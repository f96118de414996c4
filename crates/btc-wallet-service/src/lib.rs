//! Query façade wiring the offline core to its three network collaborators:
//! a Bitcoin Core node (JSON-RPC), a block explorer (HTTP) and a fee
//! estimator (HTTP). Does not implement a server transport — see the
//! crate-level non-goals; `main.rs` only demonstrates that the façade wires
//! up against configuration loaded from the environment.

pub mod config;
pub mod error;
pub mod facade;

pub use config::ServiceConfig;
pub use error::FacadeError;
pub use facade::WalletFacade;
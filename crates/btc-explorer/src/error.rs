use thiserror::Error;

/// Errors surfaced by the third-party block explorer HTTP collaborator.
#[derive(Debug, Error)]
pub enum ExplorerError {
    #[error("explorer http error: {method} {endpoint} returned status {status}")]
    Http {
        method: &'static str,
        endpoint: String,
        status: u16,
    },

    #[error("explorer request failed: {0}")]
    Transport(#[from] reqwest::Error),

    #[error("explorer response had an unexpected shape for {endpoint}: {detail}")]
    UnexpectedShape { endpoint: String, detail: String },

    #[error("address {0} not present in explorer response")]
    AddressNotFound(String),
}
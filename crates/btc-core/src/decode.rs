use bitcoin::address::Address;

use crate::error::CoreError;
use crate::network::BtcNetwork;
use crate::resolver::{OfflineResolver, ResolvedOutput, Resolver};
use crate::sighash::{build_unsigned, DeclaredInput, DeclaredOutput};
use crate::transaction::{deserialize_tx, WireOutput};

/// A single resolved, decoded input: the outpoint it spends plus the value
/// and address recovered for it.
#[derive(Debug, Clone, PartialEq, Eq)]
pub struct DecodedInput {
    pub prev_txid: String,
    pub prev_vout: u32,
    pub value_sat: i64,
    pub address: String,
}

/// A transaction recovered from raw bytes: its structure, the resolved
/// input values/addresses, output values/addresses, the recomputed legacy
/// sighashes, and the fee.
#[derive(Debug, Clone, PartialEq, Eq)]
pub struct DecodedTx {
    pub txid: String,
    pub version: i32,
    pub locktime: u32,
    pub inputs: Vec<DecodedInput>,
    pub outputs: Vec<WireOutput>,
    pub sighashes: Vec<[u8; 32]>,
    pub fee_sat: i64,
}

fn first_address_on_script(
    script_pubkey: &bitcoin::ScriptBuf,
    network: BtcNetwork,
) -> Result<String, CoreError> {
    Address::from_script(script_pubkey, network.to_bitcoin_network())
        .map(|addr| addr.to_string())
        .map_err(|e| CoreError::AddressMissingOnScript(format!("{e}")))
}

/// Decode a raw transaction, recovering input values/addresses via a
/// resolver, recomputing sighashes, optionally verifying every input's
/// script, and computing the fee.
///
/// `declared_inputs`, when non-empty, switches to offline resolution and
/// requires exactly one declared entry per transaction input
/// (`InputCountMismatch` otherwise). An empty slice means resolution goes
/// through `online_resolver`.
pub fn decode(
    raw_bytes: &[u8],
    declared_inputs: &[crate::resolver::DeclaredPrevOutput],
    online_resolver: Option<&dyn Resolver>,
    verify: bool,
    network: BtcNetwork,
) -> Result<DecodedTx, CoreError> {
    let tx = deserialize_tx(raw_bytes)?;

    if !declared_inputs.is_empty() && declared_inputs.len() != tx.input.len() {
        return Err(CoreError::InputCountMismatch(format!(
            "{} declared input(s) for {} transaction input(s)",
            declared_inputs.len(),
            tx.input.len()
        )));
    }

    let offline_resolver;
    let resolver: &dyn Resolver = if !declared_inputs.is_empty() {
        offline_resolver = OfflineResolver::new(declared_inputs.to_vec());
        &offline_resolver
    } else {
        online_resolver.ok_or_else(|| {
            CoreError::PrevTxNotFound(
                "no declared inputs and no online resolver provided".to_string(),
            )
        })?
    };

    let mut decoded_inputs = Vec::with_capacity(tx.input.len());
    let mut declared_for_sighash = Vec::with_capacity(tx.input.len());

    for (i, input) in tx.input.iter().enumerate() {
        let ResolvedOutput { value_sat, address } = resolver
            .resolve(input.previous_output.txid, input.previous_output.vout)
            .map_err(|e| CoreError::PrevTxNotFound(format!("input {i}: {e}")))?;

        if verify {
            let script_pubkey = address
                .parse::<Address<bitcoin::address::NetworkUnchecked>>()
                .map_err(|e| CoreError::BadAddress(format!("input {i}: {e}")))?
                .require_network(network.to_bitcoin_network())
                .map_err(|e| CoreError::BadAddress(format!("input {i}: {e}")))?
                .script_pubkey();
            let amount = bitcoin::Amount::from_sat(value_sat.max(0) as u64);
            script_pubkey
                .verify(i, amount, raw_bytes)
                .map_err(|e| CoreError::ScriptVerifyFailed(format!("input {i}: {e}")))?;
        }

        declared_for_sighash.push(DeclaredInput {
            txid: input.previous_output.txid,
            vout: input.previous_output.vout,
            value_sat,
            address: address.clone(),
        });

        decoded_inputs.push(DecodedInput {
            prev_txid: input.previous_output.txid.to_string(),
            prev_vout: input.previous_output.vout,
            value_sat,
            address,
        });
    }

    let mut decoded_outputs = Vec::with_capacity(tx.output.len());
    let mut declared_outputs_for_sighash = Vec::with_capacity(tx.output.len());
    for output in &tx.output {
        let address = first_address_on_script(&output.script_pubkey, network)?;
        let value_sat = output.value.to_sat() as i64;
        declared_outputs_for_sighash.push(DeclaredOutput {
            address: address.clone(),
            value_sat,
        });
        decoded_outputs.push(WireOutput {
            value_sat,
            script_pubkey_hex: hex::encode(output.script_pubkey.as_bytes()),
        });
    }

    let sighashes = build_unsigned(&declared_for_sighash, &declared_outputs_for_sighash, network)?
        .sighashes;

    let total_in: i64 = decoded_inputs.iter().map(|i| i.value_sat).sum();
    let total_out: i64 = decoded_outputs.iter().map(|o| o.value_sat).sum();
    let fee_sat = total_in - total_out;
    if fee_sat < 0 {
        return Err(CoreError::NegativeFee(fee_sat.to_string()));
    }

    Ok(DecodedTx {
        txid: tx.compute_txid().to_string(),
        version: tx.version.0,
        locktime: tx.lock_time.to_consensus_u32(),
        inputs: decoded_inputs,
        outputs: decoded_outputs,
        sighashes,
        fee_sat,
    })
}

#[cfg(test)]
mod tests {
    use super::*;
    use crate::resolver::DeclaredPrevOutput;
    use crate::sighash::build_unsigned;
    use std::str::FromStr;

    fn prev_txid() -> bitcoin::Txid {
        bitcoin::Txid::from_str(
            "4a5e1e4baab89f3a32518a88c31bc87f618f76673e2cc77ab2127b7afdeda33",
        )
        .unwrap()
    }

    fn declared(value_sat: i64, address: &str) -> DeclaredPrevOutput {
        DeclaredPrevOutput {
            txid: prev_txid(),
            vout: 0,
            value_sat,
            address: address.to_string(),
        }
    }

    /// S4: fee arithmetic example from the spec (1.5 BTC in, 1.4999 BTC out).
    #[test]
    fn s4_fee_arithmetic() {
        let input = DeclaredInput {
            txid: prev_txid(),
            vout: 0,
            value_sat: crate::value::btc_to_sat("1.5").unwrap(),
            address: "1A1zP1eP5QGefi2DMPTfTL5SLmv7DivfNa".to_string(),
        };
        let output = DeclaredOutput {
            address: "1BvBMSEYstWetqTFn5Au4m4GFg7xJaNVN2".to_string(),
            value_sat: crate::value::btc_to_sat("1.4999").unwrap(),
        };
        let unsigned = build_unsigned(&[input.clone()], &[output], BtcNetwork::Mainnet).unwrap();

        let decoded = decode(
            &unsigned.raw_bytes,
            &[declared(input.value_sat, &input.address)],
            None,
            false,
            BtcNetwork::Mainnet,
        )
        .unwrap();

        assert_eq!(decoded.fee_sat, 10_000);
    }

    /// S5: negative fee is detected and returned as an error.
    #[test]
    fn s5_negative_fee_is_detected() {
        let input = DeclaredInput {
            txid: prev_txid(),
            vout: 0,
            value_sat: 50_000,
            address: "1A1zP1eP5QGefi2DMPTfTL5SLmv7DivfNa".to_string(),
        };
        let output = DeclaredOutput {
            address: "1BvBMSEYstWetqTFn5Au4m4GFg7xJaNVN2".to_string(),
            value_sat: 90_000,
        };
        let unsigned = build_unsigned(&[input.clone()], &[output], BtcNetwork::Mainnet).unwrap();

        let result = decode(
            &unsigned.raw_bytes,
            &[declared(input.value_sat, &input.address)],
            None,
            false,
            BtcNetwork::Mainnet,
        );

        assert!(matches!(result, Err(CoreError::NegativeFee(_))));
    }

    #[test]
    fn input_count_mismatch_is_rejected() {
        let input = DeclaredInput {
            txid: prev_txid(),
            vout: 0,
            value_sat: 100_000,
            address: "1A1zP1eP5QGefi2DMPTfTL5SLmv7DivfNa".to_string(),
        };
        let output = DeclaredOutput {
            address: "1BvBMSEYstWetqTFn5Au4m4GFg7xJaNVN2".to_string(),
            value_sat: 90_000,
        };
        let unsigned = build_unsigned(&[input], &[output], BtcNetwork::Mainnet).unwrap();

        let result = decode(
            &unsigned.raw_bytes,
            &[
                declared(100_000, "1A1zP1eP5QGefi2DMPTfTL5SLmv7DivfNa"),
                declared(100_000, "1A1zP1eP5QGefi2DMPTfTL5SLmv7DivfNa"),
            ],
            None,
            false,
            BtcNetwork::Mainnet,
        );
        assert!(matches!(result, Err(CoreError::InputCountMismatch(_))));
    }

    #[test]
    fn no_resolver_available_is_rejected() {
        let input = DeclaredInput {
            txid: prev_txid(),
            vout: 0,
            value_sat: 100_000,
            address: "1A1zP1eP5QGefi2DMPTfTL5SLmv7DivfNa".to_string(),
        };
        let output = DeclaredOutput {
            address: "1BvBMSEYstWetqTFn5Au4m4GFg7xJaNVN2".to_string(),
            value_sat: 90_000,
        };
        let unsigned = build_unsigned(&[input], &[output], BtcNetwork::Mainnet).unwrap();

        let result = decode(&unsigned.raw_bytes, &[], None, false, BtcNetwork::Mainnet);
        assert!(result.is_err());
    }
}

····················

ASSIGNMENT => Produce a word-for-word copy of everything above from the line holding "values/addresses via a" down to the line holding "offline resolution and", with both of those lines kept.

YOUR SOLUTION =>
/// Decode a raw transaction, recovering input values/addresses via a
/// resolver, recomputing sighashes, optionally verifying every input's
/// script, and computing the fee.
///
/// `declared_inputs`, when non-empty, switches to offline resolution and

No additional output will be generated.